調教は今朝で9頭に乗りました。JRAでは元気なのに1~2頭だけの調教で、今の方が体も動いていいし、自分には合っています。調教は任せてくれるので自分で考えてやることができて、走ってくれたらいいなと思いながらJRA20年を含め騎手を40年近くやってきたことを交えてやっていて、すごく楽しいです」
とにかく、乗りたかったのだ。調教もレースも、まだまだ乗れる体力も技術もある。だから、その機会がより多いであろう古巣への復帰を望んだのだ。
他にも、外から園田・姫路競馬を見ていて感じていることがあった。
「売り上げが伸びていて、特に高知競馬が盛り上がっているなと思っていました。
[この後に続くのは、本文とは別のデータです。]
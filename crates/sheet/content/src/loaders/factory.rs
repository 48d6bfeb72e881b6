//! Content factory for loading characters and rules from a data directory.

use std::path::{Path, PathBuf};

use sheet_core::{Character, RulesConfig};

use crate::loaders::{CharacterFile, CharacterLoader, ConfigLoader, LoadResult};

/// Content factory that loads all sheet content from a data directory.
///
/// # Directory Structure
///
/// ```text
/// data_dir/
/// ├── rules.toml
/// └── characters/
///     ├── rook.ron
///     └── mira.ron
/// ```
pub struct ContentFactory {
    data_dir: PathBuf,
}

impl ContentFactory {
    pub const RULES_FILE: &'static str = "rules.toml";
    pub const CHARACTERS_DIR: &'static str = "characters";

    /// Creates a new content factory pointing to a data directory.
    pub fn new(data_dir: impl Into<PathBuf>) -> Self {
        Self {
            data_dir: data_dir.into(),
        }
    }

    /// Load rules from `rules.toml`. A missing file means stock rules.
    pub fn load_rules(&self) -> LoadResult<RulesConfig> {
        let path = self.data_dir.join(Self::RULES_FILE);
        if !path.exists() {
            tracing::debug!(path = %path.display(), "no rules file, using stock rules");
            return Ok(RulesConfig::default());
        }
        ConfigLoader::load(&path)
    }

    /// Path of `characters/{name}.ron`.
    pub fn character_path(&self, name: &str) -> PathBuf {
        self.data_dir
            .join(Self::CHARACTERS_DIR)
            .join(format!("{}.ron", name))
    }

    /// Load `characters/{name}.ron` without validating its items.
    pub fn load_character_file(&self, name: &str) -> LoadResult<CharacterFile> {
        CharacterLoader::load_file(&self.character_path(name))
    }

    /// Load and validate `characters/{name}.ron`.
    pub fn load_character(&self, name: &str) -> LoadResult<Character> {
        self.load_character_file(name)?.into_character()
    }

    /// Names of every `.ron` file under `characters/`, sorted.
    pub fn character_names(&self) -> LoadResult<Vec<String>> {
        let dir = self.data_dir.join(Self::CHARACTERS_DIR);
        let entries = std::fs::read_dir(&dir)
            .map_err(|e| anyhow::anyhow!("Failed to read directory {}: {}", dir.display(), e))?;

        let mut names = Vec::new();
        for entry in entries {
            let path = entry?.path();
            if path.extension().is_some_and(|ext| ext == "ron")
                && let Some(stem) = path.file_stem().and_then(|stem| stem.to_str())
            {
                names.push(stem.to_string());
            }
        }
        names.sort();
        Ok(names)
    }

    /// Returns the data directory path.
    pub fn data_dir(&self) -> &Path {
        &self.data_dir
    }
}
高知があれだけ盛り上がるなら、立地的に園田はもっと盛り上がっていいんじゃないかなと考えていました。
また、園田をよく買うファンから『レースがワンパターン化して面白くない』という声を聞いていました。僕自身は強い馬が勝ったらそれでいいなと思うけど、僕が入ることで変わって、また面白いレースができたらいいんじゃないですかね」
似た思いを抱いていたのは、所属厩舎の中塚猛調教師もだった。
「(小牧)太をきっかけにオールドファンがまた戻ってきてくれたら嬉しいし、全国の地方競馬が活性化してほしいね」
その実現に向けて、小牧騎手はこう話す。
「園田で乗るだけじゃなくて、盛り上げていくことにたくさん僕を使ってもらったらいいです」
だからこそ、ファンにこう呼びかけた。
「5~6年燻っていたのを園田で鬱憤を晴らしたいと思っています。頑張るので、ぜひまたこれくらいのお客さんが来てくれたら嬉しいです。暑いですけど、園田競馬場まで足を運んでください」
ここから始まった小牧太第三章は、自身の活躍だけでなく、古巣の再興もかけた日々となりそうだ。